Penalties for Non-Compliance
Entities that have already submitted compliance declarations under Taiwan’s existing AML framework must complete their registration under the new system within three months of the law’s effective date. New entrants and other firms must finalize their registration by September 30, 2025. Failure to comply may result in severe penalties, including up to two years of imprisonment and a maximum fine of NT$5 million (approximately $156,140). Under the previous framework, non-compliance penalties were limited to fines.

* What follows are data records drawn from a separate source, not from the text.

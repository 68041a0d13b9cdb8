mod list;
mod settings;
mod sort_menu;

use ratatui::{
    layout::{Constraint, Layout, Rect},
    style::{Color, Style},
    widgets::Paragraph,
    Frame,
};

use crate::ui::{App, View};

pub(crate) fn render(f: &mut Frame, app: &mut App) {
    let chunks = Layout::vertical([Constraint::Min(0), Constraint::Length(1)]).split(f.area());

    match app.view {
        View::List => list::render_list(f, app, chunks[0]),
        View::Settings => settings::render_settings(f, app, chunks[0]),
    }

    render_status(f, app, chunks[1]);

    if app.sort_menu.is_some() {
        sort_menu::render_sort_menu(f, app);
    }
}

fn render_status(f: &mut Frame, app: &App, area: Rect) {
    let text = app.status.clone().unwrap_or_else(|| {
        "Ctrl+F search · Up/Down move · Ctrl+S sort · Ctrl+E filters · Ctrl+G settings · Ctrl+Q quit"
            .to_string()
    });
    let bar = Paragraph::new(text).style(Style::default().fg(Color::DarkGray));
    f.render_widget(bar, area);
}
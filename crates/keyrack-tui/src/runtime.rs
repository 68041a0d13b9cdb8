use std::time::Duration;

use anyhow::Result;
use crossterm::event::{Event, EventStream, KeyCode, KeyEventKind, KeyModifiers, MouseEventKind};
use futures::StreamExt;

use crate::input::handle_key;
use crate::ui::scroll::ScrollSurface;
use crate::ui::views::render;
use crate::ui::{App, Tui};

pub(crate) async fn run_app(terminal: &mut Tui, app: &mut App) -> Result<()> {
    let mut event_stream = EventStream::new();
    let mut tick_interval = tokio::time::interval(Duration::from_millis(200));

    while app.running {
        terminal.draw(|f| render(f, app))?;

        tokio::select! {
            maybe_event = event_stream.next() => {
                if let Some(Ok(event)) = maybe_event {
                    match event {
                        Event::Key(key) if key.kind == KeyEventKind::Press => {
                            if key.code == KeyCode::Char('c')
                                && key.modifiers.contains(KeyModifiers::CONTROL)
                            {
                                app.quit();
                            } else {
                                handle_key(app, key)?;
                            }
                        }
                        Event::Mouse(mouse) => match mouse.kind {
                            MouseEventKind::ScrollUp => app.viewport.scroll_by(-3),
                            MouseEventKind::ScrollDown => app.viewport.scroll_by(3),
                            _ => {}
                        },
                        _ => {}
                    }
                }
            }
            _ = tick_interval.tick() => {}
        }
    }
    Ok(())
}
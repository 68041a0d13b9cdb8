//! Key-file import from an external file chooser (e.g. a cloud
//! provider's picker). The chooser itself is an opaque capability; this
//! module only owns the import flow around it.

use uuid::Uuid;

use crate::error::CoreError;

/// A key file selected by the user, ready to hand to the open screen.
#[derive(Debug, Clone, PartialEq)]
pub struct KeyFileInfo {
    pub id: Uuid,
    pub name: String,
    pub data: Vec<u8>,
}

/// A file the chooser returned.
#[derive(Debug, Clone)]
pub struct ChosenFile {
    pub name: String,
    pub data: Vec<u8>,
}

/// External file-chooser capability. Implementations block until the
/// user picks a file or dismisses the dialog.
pub trait KeyFileChooser {
    fn choose(&mut self) -> Result<ChosenFile, CoreError>;
}

/// Run the key-file import flow.
///
/// Returns `Ok(None)` when the open screen is busy (the chooser is not
/// even invoked) or when the chooser fails — a dismissed or failed
/// dialog is not an error the caller needs to handle.
pub fn import_key_file(
    chooser: &mut dyn KeyFileChooser,
    busy: bool,
) -> Result<Option<KeyFileInfo>, CoreError> {
    if busy {
        return Ok(None);
    }
    match chooser.choose() {
        Ok(file) => Ok(Some(KeyFileInfo {
            id: Uuid::new_v4(),
            name: file.name,
            data: file.data,
        })),
        Err(e) => {
            tracing::debug!("key file chooser dismissed: {e}");
            Ok(None)
        }
    }
}

#[cfg(test)]
mod tests {
    use super::*;

    struct StubChooser {
        result: Option<ChosenFile>,
        invoked: bool,
    }

    impl KeyFileChooser for StubChooser {
        fn choose(&mut self) -> Result<ChosenFile, CoreError> {
            self.invoked = true;
            self.result
                .take()
                .ok_or_else(|| CoreError::Chooser("dismissed".to_string()))
        }
    }

    #[test]
    fn busy_guard_skips_the_chooser() {
        let mut chooser = StubChooser {
            result: Some(ChosenFile {
                name: "keys.keyx".to_string(),
                data: vec![1, 2, 3],
            }),
            invoked: false,
        };
        let result = import_key_file(&mut chooser, true).unwrap();
        assert!(result.is_none());
        assert!(!chooser.invoked);
    }

    #[test]
    fn chooser_error_is_swallowed() {
        let mut chooser = StubChooser {
            result: None,
            invoked: false,
        };
        let result = import_key_file(&mut chooser, false).unwrap();
        assert!(result.is_none());
        assert!(chooser.invoked);
    }

    #[test]
    fn chosen_file_gets_a_fresh_id() {
        let mut chooser = StubChooser {
            result: Some(ChosenFile {
                name: "keys.keyx".to_string(),
                data: vec![1, 2, 3],
            }),
            invoked: false,
        };
        let info = import_key_file(&mut chooser, false).unwrap().unwrap();
        assert_eq!(info.name, "keys.keyx");
        assert_eq!(info.data, vec![1, 2, 3]);
        assert!(!info.id.is_nil());
    }
}
//! Search and filter state for the entry list, plus the owner-side
//! filtering the list component delegates to.
//!
//! The list component itself never filters; it emits intents carrying
//! the raw query and single-option toggles, and the owner re-filters
//! the entry sequence with the functions here.

use regex::RegexBuilder;
use serde::{Deserialize, Serialize};

use crate::models::Entry;

/// The fixed set of ten advanced-search toggles.
///
/// The first seven select which entry fields are searched; the last
/// three change how matching is performed.
#[derive(Debug, Clone, Copy, PartialEq, Eq, Hash, Serialize, Deserialize)]
#[serde(rename_all = "camelCase")]
pub enum OptionKey {
    User,
    Other,
    Url,
    Protect,
    Notes,
    Pass,
    Title,
    CaseSensitive,
    Regex,
    History,
}

impl OptionKey {
    /// All ten keys, in display order.
    pub const ALL: [OptionKey; 10] = [
        OptionKey::User,
        OptionKey::Other,
        OptionKey::Url,
        OptionKey::Protect,
        OptionKey::Notes,
        OptionKey::Pass,
        OptionKey::Title,
        OptionKey::CaseSensitive,
        OptionKey::Regex,
        OptionKey::History,
    ];

    pub fn label(self) -> &'static str {
        match self {
            OptionKey::User => "User",
            OptionKey::Other => "Other fields",
            OptionKey::Url => "Website",
            OptionKey::Protect => "Protected fields",
            OptionKey::Notes => "Notes",
            OptionKey::Pass => "Password",
            OptionKey::Title => "Title",
            OptionKey::CaseSensitive => "Case sensitive",
            OptionKey::Regex => "Regex",
            OptionKey::History => "History",
        }
    }
}

/// The advanced-option set. Always carries a value for every key;
/// absent keys in a serialized form default to `false`.
#[derive(Debug, Clone, Copy, Default, PartialEq, Eq, Serialize, Deserialize)]
#[serde(default)]
pub struct AdvancedOptions {
    pub user: bool,
    pub other: bool,
    pub url: bool,
    pub protect: bool,
    pub notes: bool,
    pub pass: bool,
    pub title: bool,
    pub case_sensitive: bool,
    pub regex: bool,
    pub history: bool,
}

impl AdvancedOptions {
    pub fn get(&self, key: OptionKey) -> bool {
        match key {
            OptionKey::User => self.user,
            OptionKey::Other => self.other,
            OptionKey::Url => self.url,
            OptionKey::Protect => self.protect,
            OptionKey::Notes => self.notes,
            OptionKey::Pass => self.pass,
            OptionKey::Title => self.title,
            OptionKey::CaseSensitive => self.case_sensitive,
            OptionKey::Regex => self.regex,
            OptionKey::History => self.history,
        }
    }

    /// Set exactly one key; no other key is touched.
    pub fn set(&mut self, key: OptionKey, value: bool) {
        match key {
            OptionKey::User => self.user = value,
            OptionKey::Other => self.other = value,
            OptionKey::Url => self.url = value,
            OptionKey::Protect => self.protect = value,
            OptionKey::Notes => self.notes = value,
            OptionKey::Pass => self.pass = value,
            OptionKey::Title => self.title = value,
            OptionKey::CaseSensitive => self.case_sensitive = value,
            OptionKey::Regex => self.regex = value,
            OptionKey::History => self.history = value,
        }
    }

    /// True when at least one field-selecting option is enabled.
    fn any_field_option(&self) -> bool {
        self.user || self.other || self.url || self.notes || self.pass || self.title
    }
}

/// Authoritative search state, owned by the store and passed into the
/// list component as a read-only snapshot.
#[derive(Debug, Clone, Default, PartialEq)]
pub struct SearchState {
    /// Raw query text, exactly as last emitted by the search field.
    pub query: String,
    /// Whether the advanced-options panel is open.
    pub advanced_enabled: bool,
    pub advanced: AdvancedOptions,
}

/// Sort order for the entry list, chosen from the sort menu.
#[derive(Debug, Clone, Copy, Default, PartialEq, Eq, Serialize, Deserialize)]
#[serde(rename_all = "kebab-case")]
pub enum SortMode {
    #[default]
    TitleAsc,
    TitleDesc,
    CreatedAsc,
    CreatedDesc,
    UpdatedAsc,
    UpdatedDesc,
}

impl SortMode {
    pub const ALL: [SortMode; 6] = [
        SortMode::TitleAsc,
        SortMode::TitleDesc,
        SortMode::CreatedAsc,
        SortMode::CreatedDesc,
        SortMode::UpdatedAsc,
        SortMode::UpdatedDesc,
    ];

    pub fn label(self) -> &'static str {
        match self {
            SortMode::TitleAsc => "Title A-Z",
            SortMode::TitleDesc => "Title Z-A",
            SortMode::CreatedAsc => "Oldest created",
            SortMode::CreatedDesc => "Recently created",
            SortMode::UpdatedAsc => "Least recently updated",
            SortMode::UpdatedDesc => "Recently updated",
        }
    }
}

enum Matcher {
    Substring { needle: String, case_sensitive: bool },
    Pattern(regex::Regex),
}

impl Matcher {
    fn build(search: &SearchState) -> Option<Matcher> {
        if search.advanced.regex {
            match RegexBuilder::new(&search.query)
                .case_insensitive(!search.advanced.case_sensitive)
                .build()
            {
                Ok(re) => Some(Matcher::Pattern(re)),
                Err(e) => {
                    tracing::warn!("invalid search pattern: {e}");
                    None
                }
            }
        } else if search.advanced.case_sensitive {
            Some(Matcher::Substring {
                needle: search.query.clone(),
                case_sensitive: true,
            })
        } else {
            Some(Matcher::Substring {
                needle: search.query.to_lowercase(),
                case_sensitive: false,
            })
        }
    }

    fn matches(&self, text: &str) -> bool {
        match self {
            Matcher::Substring {
                needle,
                case_sensitive: true,
            } => text.contains(needle.as_str()),
            Matcher::Substring { needle, .. } => text.to_lowercase().contains(needle.as_str()),
            Matcher::Pattern(re) => re.is_match(text),
        }
    }
}

/// Filter entries against the current search state.
///
/// An empty query passes every entry. The searched fields are the
/// enabled field options; with none enabled, only titles are searched.
/// Protected fields (password, and everything on a protected entry
/// beyond its title/user/url) are only searched when `protect` is on.
/// An invalid regex pattern yields an empty result, never an error.
pub fn filter_entries(entries: &[Entry], search: &SearchState) -> Vec<Entry> {
    if search.query.is_empty() {
        return entries.to_vec();
    }

    let Some(matcher) = Matcher::build(search) else {
        return Vec::new();
    };

    entries
        .iter()
        .filter(|entry| entry_matches(entry, search, &matcher))
        .cloned()
        .collect()
}

fn entry_matches(entry: &Entry, search: &SearchState, matcher: &Matcher) -> bool {
    let opts = &search.advanced;
    let fields_chosen = opts.any_field_option();
    // Protected entries hide everything but title/user/url from search
    // unless protected-field search is enabled.
    let protected_visible = !entry.protected || opts.protect;

    let field_enabled = |key: OptionKey| !fields_chosen && key == OptionKey::Title || opts.get(key);

    let mut candidates: Vec<&str> = Vec::new();
    if field_enabled(OptionKey::Title) {
        candidates.push(&entry.title);
    }
    if field_enabled(OptionKey::User) {
        candidates.push(&entry.user);
    }
    if field_enabled(OptionKey::Url) {
        candidates.push(&entry.url);
    }
    if field_enabled(OptionKey::Notes) && protected_visible {
        candidates.push(&entry.notes);
    }
    if field_enabled(OptionKey::Pass) && opts.protect {
        candidates.push(&entry.pass);
    }
    if field_enabled(OptionKey::Other) && protected_visible {
        candidates.extend(entry.other.values().map(String::as_str));
    }

    if candidates.iter().any(|text| matcher.matches(text)) {
        return true;
    }

    if opts.history {
        for rev in &entry.history {
            let mut rev_fields: Vec<&str> = Vec::new();
            if field_enabled(OptionKey::Title) {
                rev_fields.push(&rev.title);
            }
            if field_enabled(OptionKey::User) {
                rev_fields.push(&rev.user);
            }
            if field_enabled(OptionKey::Url) {
                rev_fields.push(&rev.url);
            }
            if field_enabled(OptionKey::Notes) && protected_visible {
                rev_fields.push(&rev.notes);
            }
            if field_enabled(OptionKey::Pass) && opts.protect {
                rev_fields.push(&rev.pass);
            }
            if rev_fields.iter().any(|text| matcher.matches(text)) {
                return true;
            }
        }
    }

    false
}

/// Sort entries in place per the chosen mode. Ties keep the incoming
/// order (stable sort), so the store's ordering is preserved within
/// equal keys.
pub fn sort_entries(entries: &mut [Entry], mode: SortMode) {
    match mode {
        SortMode::TitleAsc => {
            entries.sort_by(|a, b| a.title.to_lowercase().cmp(&b.title.to_lowercase()))
        }
        SortMode::TitleDesc => {
            entries.sort_by(|a, b| b.title.to_lowercase().cmp(&a.title.to_lowercase()))
        }
        SortMode::CreatedAsc => entries.sort_by_key(|e| e.created_at),
        SortMode::CreatedDesc => entries.sort_by(|a, b| b.created_at.cmp(&a.created_at)),
        SortMode::UpdatedAsc => entries.sort_by_key(|e| e.updated_at),
        SortMode::UpdatedDesc => entries.sort_by(|a, b| b.updated_at.cmp(&a.updated_at)),
    }
}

The FSC also announced that a broader “special law” for virtual assets is in development. A draft of this legislation is expected by the end of December 2024, with plans to submit it to the Executive Yuan by June 2025. This special law will likely introduce additional regulations, including capital requirements, personnel qualifications, and other industry standards.
This regulatory development comes in response to warnings from FSC Chairman Huang Tianzhu regarding an increase in illicit activities in the cryptocurrency space. He has called for stronger penalties for non-compliant exchanges, reiterating that cryptocurrencies lack direct ties to the real economy.
Taiwan’s regulatory landscape is gradually aligning with global trends, encouraging greater institutional involvement in digital assets. On September 30, 2024, the FSC allowed professional investors (such as institutional entities and high-net-worth individuals) to invest in foreign crypto exchange-traded funds (ETFs) through local brokers.
Additionally, in June 2024, the FSC permitted BitoGroup, the parent company of Taiwanese crypto exchange BitoPro, to launch crypto-friendly bank accounts in collaboration with Far Eastern International Bank, enabling smoother fund transfers for investors.